Brazil Drought Continues To Push Coffee Prices Higher – CoffeeTalk
Coffee prices in Brazil have seen moderate gains due to dry conditions and the strength of the Brazilian real. Brazil’s biggest arabica coffee growing area of Minas Gerais received 30.8 mm of rain in the week ended March 15, or 71% of the historical average. The Brazilian real rallied to a 4-1/2 month high against the dollar, discouraging export selling from Brazil’s coffee producers.
Gains in robusta coffee were limited due to increased supplies after ICE-monitored robusta coffee inventories rose to a 1-week high of 4,336 lots. Conversely, ICE-monitored arabica coffee inventories fell to a 3-1/2 week low Wednesday of 782,648 bags.

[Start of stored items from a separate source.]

//! 3D scene rendering.
//!
//! A frame goes through two steps:
//! - `prepare` flattens the scene into a [`WorldBatch`] on the CPU
//! - `render` uploads the batch and draws it in one depth-tested pass
//!
//! Draw order inside the pass: opaque meshes, lines, points, then
//! transparent meshes with depth writes off.

mod batch;
mod line;
mod mesh;
mod point;

pub use batch::{MeshVertex, PointInstance, ScreenLabel, SegmentInstance, WorldBatch};

use bytemuck::{Pod, Zeroable};
use wgpu::util::DeviceExt;

use crate::camera::Camera;
use crate::coords::Viewport;
use crate::device::DEPTH_FORMAT;
use crate::render::common::{uniform_layout, DynamicBuffer, QUAD_INDICES, QUAD_VERTICES};
use crate::render::{RenderCtx, RenderTarget};
use crate::scene::{Lighting, Scene};

/// Per-frame uniform shared by every world pipeline (96 bytes).
#[repr(C)]
#[derive(Debug, Copy, Clone, Pod, Zeroable)]
struct WorldUniform {
    view_proj: [[f32; 4]; 4],
    light_dir: [f32; 3],
    ambient: f32,
    viewport: [f32; 2],
    directional: f32,
    _pad: f32,
}

fn depth_state(write: bool) -> wgpu::DepthStencilState {
    wgpu::DepthStencilState {
        format: DEPTH_FORMAT,
        depth_write_enabled: write,
        depth_compare: wgpu::CompareFunction::LessEqual,
        stencil: wgpu::StencilState::default(),
        bias: wgpu::DepthBiasState::default(),
    }
}

#[derive(Default)]
struct Pipelines {
    opaque: Option<wgpu::RenderPipeline>,
    transparent: Option<wgpu::RenderPipeline>,
    lines: Option<wgpu::RenderPipeline>,
    points: Option<wgpu::RenderPipeline>,
}

/// Renders [`Scene`] graphs through a [`Camera`].
#[derive(Default)]
pub struct WorldRenderer {
    batch: WorldBatch,

    pipeline_key: Option<(wgpu::TextureFormat, u32)>,
    pipelines: Pipelines,

    bind_group_layout: Option<wgpu::BindGroupLayout>,
    bind_group: Option<wgpu::BindGroup>,
    world_ubo: Option<wgpu::Buffer>,

    quad_vbo: Option<wgpu::Buffer>,
    quad_ibo: Option<wgpu::Buffer>,

    opaque_vbo: DynamicBuffer,
    transparent_vbo: DynamicBuffer,
    segment_vbo: DynamicBuffer,
    point_vbo: DynamicBuffer,
}

impl WorldRenderer {
    pub fn new() -> Self {
        Self::default()
    }

    /// Rebuilds the CPU batch for this frame.
    pub fn prepare(&mut self, scene: &Scene, camera: &Camera, viewport: Viewport) {
        self.batch.build(scene, camera, viewport);
    }

    pub fn batch(&self) -> &WorldBatch {
        &self.batch
    }

    /// Labels from the last `prepare`, already projected to overlay pixels.
    pub fn labels(&self) -> &[ScreenLabel] {
        &self.batch.labels
    }

    pub fn render(&mut self, ctx: &RenderCtx<'_>, target: &mut RenderTarget<'_>, camera: &Camera, lighting: &Lighting) {
        let batch = &self.batch;
        if batch.opaque.is_empty() && batch.transparent.is_empty() && batch.segments.is_empty() && batch.points.is_empty() {
            return;
        }

        self.ensure_pipelines(ctx);
        self.ensure_static_buffers(ctx);
        self.ensure_bindings(ctx);
        self.write_world_uniform(ctx, camera, lighting);

        let usage = wgpu::BufferUsages::VERTEX;
        let batch = &self.batch;
        let opaque = self.opaque_vbo.upload(ctx.device, ctx.queue, "nabu world opaque vbo", usage, &batch.opaque);
        let transparent =
            self.transparent_vbo.upload(ctx.device, ctx.queue, "nabu world transparent vbo", usage, &batch.transparent);
        let segments = self.segment_vbo.upload(ctx.device, ctx.queue, "nabu world segment vbo", usage, &batch.segments);
        let points = self.point_vbo.upload(ctx.device, ctx.queue, "nabu world point vbo", usage, &batch.points);

        let Some(bind_group) = self.bind_group.as_ref() else { return; };
        let Some(quad_vbo) = self.quad_vbo.as_ref() else { return; };
        let Some(quad_ibo) = self.quad_ibo.as_ref() else { return; };

        let mut rpass = target.encoder.begin_render_pass(&wgpu::RenderPassDescriptor {
            label: Some("nabu world pass"),
            color_attachments: &[Some(target.color_load())],
            depth_stencil_attachment: Some(target.depth_attachment(wgpu::LoadOp::Load)),
            timestamp_writes: None,
            occlusion_query_set: None,
            multiview_mask: None,
        });
        rpass.set_bind_group(0, bind_group, &[]);

        if let (Some(pipeline), Some(vbo)) = (self.pipelines.opaque.as_ref(), opaque) {
            rpass.set_pipeline(pipeline);
            rpass.set_vertex_buffer(0, vbo.slice(..));
            rpass.draw(0..batch.opaque.len() as u32, 0..1);
        }

        rpass.set_vertex_buffer(0, quad_vbo.slice(..));
        rpass.set_index_buffer(quad_ibo.slice(..), wgpu::IndexFormat::Uint16);

        if let (Some(pipeline), Some(vbo)) = (self.pipelines.lines.as_ref(), segments) {
            rpass.set_pipeline(pipeline);
            rpass.set_vertex_buffer(1, vbo.slice(..));
            rpass.draw_indexed(0..6, 0, 0..batch.segments.len() as u32);
        }

        if let (Some(pipeline), Some(vbo)) = (self.pipelines.points.as_ref(), points) {
            rpass.set_pipeline(pipeline);
            rpass.set_vertex_buffer(1, vbo.slice(..));
            rpass.draw_indexed(0..6, 0, 0..batch.points.len() as u32);
        }

        if let (Some(pipeline), Some(vbo)) = (self.pipelines.transparent.as_ref(), transparent) {
            rpass.set_pipeline(pipeline);
            rpass.set_vertex_buffer(0, vbo.slice(..));
            rpass.draw(0..batch.transparent.len() as u32, 0..1);
        }
    }

    // ── private helpers ────────────────────────────────────────────────────

    fn ensure_pipelines(&mut self, ctx: &RenderCtx<'_>) {
        let key = (ctx.surface_format, ctx.sample_count);
        if self.pipeline_key == Some(key) && self.pipelines.opaque.is_some() {
            return;
        }

        let bind_group_layout = uniform_layout::<WorldUniform>(
            ctx.device,
            "nabu world bgl",
            wgpu::ShaderStages::VERTEX_FRAGMENT,
        );
        let layout = ctx.device.create_pipeline_layout(&wgpu::PipelineLayoutDescriptor {
            label: Some("nabu world pipeline layout"),
            bind_group_layouts: &[&bind_group_layout],
            immediate_size: 0,
        });

        let (opaque, transparent) = mesh::create_pipelines(ctx, &layout);
        self.pipelines = Pipelines {
            opaque: Some(opaque),
            transparent: Some(transparent),
            lines: Some(line::create_pipeline(ctx, &layout)),
            points: Some(point::create_pipeline(ctx, &layout)),
        };

        log::debug!("world pipelines built for {:?} x{}", ctx.surface_format, ctx.sample_count);

        self.pipeline_key = Some(key);
        self.bind_group_layout = Some(bind_group_layout);
        self.bind_group = None;
        self.world_ubo = None;
    }

    fn ensure_bindings(&mut self, ctx: &RenderCtx<'_>) {
        if self.bind_group.is_some() && self.world_ubo.is_some() {
            return;
        }
        let Some(bgl) = self.bind_group_layout.as_ref() else { return; };

        let world_ubo = ctx.device.create_buffer(&wgpu::BufferDescriptor {
            label: Some("nabu world ubo"),
            size: std::mem::size_of::<WorldUniform>() as u64,
            usage: wgpu::BufferUsages::UNIFORM | wgpu::BufferUsages::COPY_DST,
            mapped_at_creation: false,
        });

        let bind_group = ctx.device.create_bind_group(&wgpu::BindGroupDescriptor {
            label: Some("nabu world bind group"),
            layout: bgl,
            entries: &[wgpu::BindGroupEntry { binding: 0, resource: world_ubo.as_entire_binding() }],
        });

        self.world_ubo = Some(world_ubo);
        self.bind_group = Some(bind_group);
    }

    fn ensure_static_buffers(&mut self, ctx: &RenderCtx<'_>) {
        if self.quad_vbo.is_some() && self.quad_ibo.is_some() {
            return;
        }
        self.quad_vbo = Some(ctx.device.create_buffer_init(&wgpu::util::BufferInitDescriptor {
            label: Some("nabu world quad vbo"),
            contents: bytemuck::cast_slice(&QUAD_VERTICES),
            usage: wgpu::BufferUsages::VERTEX,
        }));
        self.quad_ibo = Some(ctx.device.create_buffer_init(&wgpu::util::BufferInitDescriptor {
            label: Some("nabu world quad ibo"),
            contents: bytemuck::cast_slice(&QUAD_INDICES),
            usage: wgpu::BufferUsages::INDEX,
        }));
    }

    fn write_world_uniform(&mut self, ctx: &RenderCtx<'_>, camera: &Camera, lighting: &Lighting) {
        let Some(ubo) = self.world_ubo.as_ref() else { return; };
        let uniform = WorldUniform {
            view_proj: camera.view_proj().to_cols_array_2d(),
            light_dir: lighting.direction.normalize_or_zero().to_array(),
            ambient: lighting.ambient,
            viewport: [ctx.viewport.width.max(1.0), ctx.viewport.height.max(1.0)],
            directional: lighting.directional,
            _pad: 0.0,
        };
        ctx.queue.write_buffer(ubo, 0, bytemuck::bytes_of(&uniform));
    }
}

#[cfg(test)]
mod tests {
    use super::*;

    // ── layout ────────────────────────────────────────────────────────────

    #[test]
    fn gpu_structs_match_shader_layouts() {
        assert_eq!(std::mem::size_of::<WorldUniform>(), 96);
        assert_eq!(std::mem::size_of::<MeshVertex>(), 48);
        assert_eq!(std::mem::size_of::<SegmentInstance>(), 64);
        assert_eq!(std::mem::size_of::<PointInstance>(), 32);
    }

    #[test]
    fn transparent_depth_does_not_write() {
        assert!(depth_state(true).depth_write_enabled);
        assert!(!depth_state(false).depth_write_enabled);
    }
}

Continued supply fears are supporting coffee prices. Cecafe reported that Brazil’s February green coffee exports fell -12% y/y to 3 million bags. Conab, Brazil’s government crop forecasting agency, forecasted that Brazil’s 2025/26 coffee crop would fall -4.4% y/y to a 3-year low of 51.81 million bags. Marex Solutions expects the global coffee surplus in the 2025/26 season to widen to 1.2 million bags from +200,000 bags in the 2024/25 season.
A bearish factor for robusta coffee was the March 6 report from Vietnam’s General Statistics Office that showed Vietnam’s Feb coffee exports rose +6.6% y/y to 169,000 MT. The impact of dry El Nino weather last year may lead to longer-term coffee crop damage in South and Central America. Rainfall in Brazil has consistently been below average since last April, damaging coffee trees during the all-important flowering stage and reducing the prospects for Brazil’s 2025/26 arabica coffee crop.
Robusta coffee prices are underpinned by reduced robusta production. Vietnam’s coffee production in the 2023/24 crop year dropped by -20% to 1.472 MMT, the smallest crop in four years. The USDA’s biannual report on December 18 was mixed for coffee prices. The USDA’s Foreign Agriculture Service (FAS) projected that world coffee production in 2024/25 will increase +4.0% y/y to 174.855 million bags, with a +1.5% increase in arabica production to 97.845 million bags and a +7.5% increase in robusta production to 77.01 million bags. The FAS forecasts that 2024/25 ending stocks will fall by -6.6% to a 25-year low of 20.867 million bags from 22.347 million bags in 2023/24.